Sorts the input array in ascending or descending order according to the natural ordering of the array elements. Null elements will be placed at the beginning of the returned array in ascending order or at the end of the returned array in descending order.

Syntax

Python
from pyspark.sql import functions as sf

sf.sort_array(col, asc=True)

Parameters

Parameter

Type

Description

col

pyspark.sql.Column or str

Name of the column or expression.

asc

bool, optional

Whether to sort in ascending or descending order. If asc is True (default), then the sorting is in ascending order.
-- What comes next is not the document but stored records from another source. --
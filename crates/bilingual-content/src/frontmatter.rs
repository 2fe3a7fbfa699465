//! Splitting documents into a YAML frontmatter block and a body

use std::path::Path;

use serde_yaml::{Mapping, Value};

use crate::error::{ContentError, ContentResult};
use crate::schema::yaml_type_name;

const FENCE: &str = "---";

fn is_fence(line: &str) -> bool {
	line.trim_end_matches(['\r', '\n']).trim_end() == FENCE
}

/// Split `source` into `(frontmatter, body)`.
///
/// The block must open on the first line with `---` and close with a line
/// holding only `---`. Returns `None` when there is no such block, including
/// when the opening fence is never closed; the whole document is then body.
///
/// # Examples
///
/// ```
/// use bilingual_content::frontmatter::split;
///
/// let (yaml, body) = split("---\ntitle: Hello\n---\n# Hi\n").unwrap();
/// assert_eq!(yaml, "title: Hello\n");
/// assert_eq!(body, "# Hi\n");
///
/// assert!(split("# No frontmatter").is_none());
/// ```
pub fn split(source: &str) -> Option<(&str, &str)> {
	let source = source.strip_prefix('\u{feff}').unwrap_or(source);

	let (first, after_open) = match source.split_once('\n') {
		Some((first, rest)) => (first, rest),
		None => return None,
	};
	if !is_fence(first) {
		return None;
	}

	let mut offset = 0;
	for line in after_open.split_inclusive('\n') {
		if is_fence(line) {
			let yaml = &after_open[..offset];
			let body = &after_open[offset + line.len()..];
			return Some((yaml, body));
		}
		offset += line.len();
	}
	None
}

/// Parse a document into its frontmatter mapping and body.
///
/// A missing or empty block yields an empty mapping. `document` is only used
/// to label errors.
pub fn parse<'s>(document: &Path, source: &'s str) -> ContentResult<(Mapping, &'s str)> {
	let Some((yaml, body)) = split(source) else {
		return Ok((Mapping::new(), source));
	};

	let value: Value = serde_yaml::from_str(yaml).map_err(|source| ContentError::Yaml {
		document: document.to_path_buf(),
		source,
	})?;

	match value {
		Value::Null => Ok((Mapping::new(), body)),
		Value::Mapping(mapping) => Ok((mapping, body)),
		other => Err(ContentError::NotAMapping {
			document: document.to_path_buf(),
			found: yaml_type_name(&other),
		}),
	}
}

#[cfg(test)]
mod tests {
	use super::*;
	use rstest::rstest;

	#[rstest]
	#[case("---\ntitle: A\n---\nbody", "title: A\n", "body")]
	#[case("---\r\ntitle: A\r\n---\r\nbody", "title: A\r\n", "body")]
	#[case("\u{feff}---\ntitle: A\n---\n", "title: A\n", "")]
	#[case("---\n---\nbody", "", "body")]
	#[case("--- \ntitle: A\n---  \nbody", "title: A\n", "body")]
	#[case("---\ntitle: A\n---", "title: A\n", "")]
	fn test_split(#[case] source: &str, #[case] yaml: &str, #[case] body: &str) {
		assert_eq!(split(source), Some((yaml, body)));
	}

	#[rstest]
	#[case("")]
	#[case("---")]
	#[case("# Title\n---\ntitle: A\n---\n")]
	#[case("---\ntitle: A\nno closing fence\n")]
	#[case("----\ntitle: A\n----\n")]
	fn test_split_without_block(#[case] source: &str) {
		assert_eq!(split(source), None);
	}

	#[rstest]
	fn test_parse_mapping() {
		// Arrange
		let source = "---\ntitle: שלום\nsubtitle: עולם\n---\nתוכן\n";

		// Act
		let (frontmatter, body) = parse(Path::new("he/index.md"), source).unwrap();

		// Assert
		assert_eq!(frontmatter.len(), 2);
		assert_eq!(body, "תוכן\n");
	}

	#[rstest]
	fn test_parse_without_block_is_empty() {
		let (frontmatter, body) = parse(Path::new("en/a.md"), "# Just text").unwrap();
		assert!(frontmatter.is_empty());
		assert_eq!(body, "# Just text");
	}

	#[rstest]
	fn test_parse_rejects_sequence() {
		let result = parse(Path::new("en/a.md"), "---\n- a\n- b\n---\n");
		assert!(matches!(
			result,
			Err(ContentError::NotAMapping { found: "array", .. })
		));
	}

	#[rstest]
	fn test_parse_reports_yaml_syntax_error() {
		let result = parse(Path::new("en/a.md"), "---\ntitle: [unclosed\n---\n");
		match result {
			Err(ContentError::Yaml { document, .. }) => {
				assert_eq!(document, Path::new("en/a.md"));
			}
			other => panic!("expected YAML error, got {other:?}"),
		}
	}
}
If False, then in descending order.

Returns

pyspark.sql.Column: Sorted array.

Examples

Example 1: Sorting an array in ascending order

Python
import pyspark.sql.functions as sf
df = spark.createDataFrame([([2, 1, None, 3],)], ['data'])
df.select(sf.sort_array(df.data)).show()
Output
+----------------------+
|sort_array(data, true)|
+----------------------+
| [NULL, 1, 2, 3]|
+----------------------+

Example 2: Sorting an array in descending order

Python
import pyspark.sql.functions as sf
df = spark.createDataFrame([([2, 1, None, 3],)], ['data'])
df.select(sf.sort_array(df.data, asc=False)).show()
Output
+-----------------------+
|sort_array(data, false)|
+-----------------------+
| [3, 2, 1, NULL]|
+-----------------------+

Example 3: Sorting an array with a single element

Python
import pyspark.sql.functions as sf
df = spark.createDataFrame([([1],)], ['data'])
df.select(sf.sort_array(df.data)).show()
Output
+----------------------+
|sort_array(data, true)|
+----------------------+
| [1]|
+----------------------+

Example 4: Sorting an empty array

Python
from pyspark.sql import functions as sf
from pyspark.sql.types import ArrayType, StringType, StructField, StructType
schema = StructType([StructField("data", ArrayType(StringType()), True)])
df = spark.createDataFrame([([],)], schema=schema)
df.select(sf.sort_array(df.data)).show()
Output
+----------------------+
|sort_array(data, true)|
+----------------------+
| []|
+----------------------+

Example 5: Sorting an array with null values

Python
from pyspark.sql import functions as sf
from pyspark.sql.types import ArrayType, IntegerType, StructType, StructField
schema = StructType([StructField("data", ArrayType(IntegerType()), True)])
df = spark.createDataFrame([([None, None, None],)], schema=schema)
df.select(sf.sort_array(df.data)).show()
Output
+----------------------+
|sort_array(data, true)|
+----------------------+
| [NULL, NULL, NULL]|
+----------------------+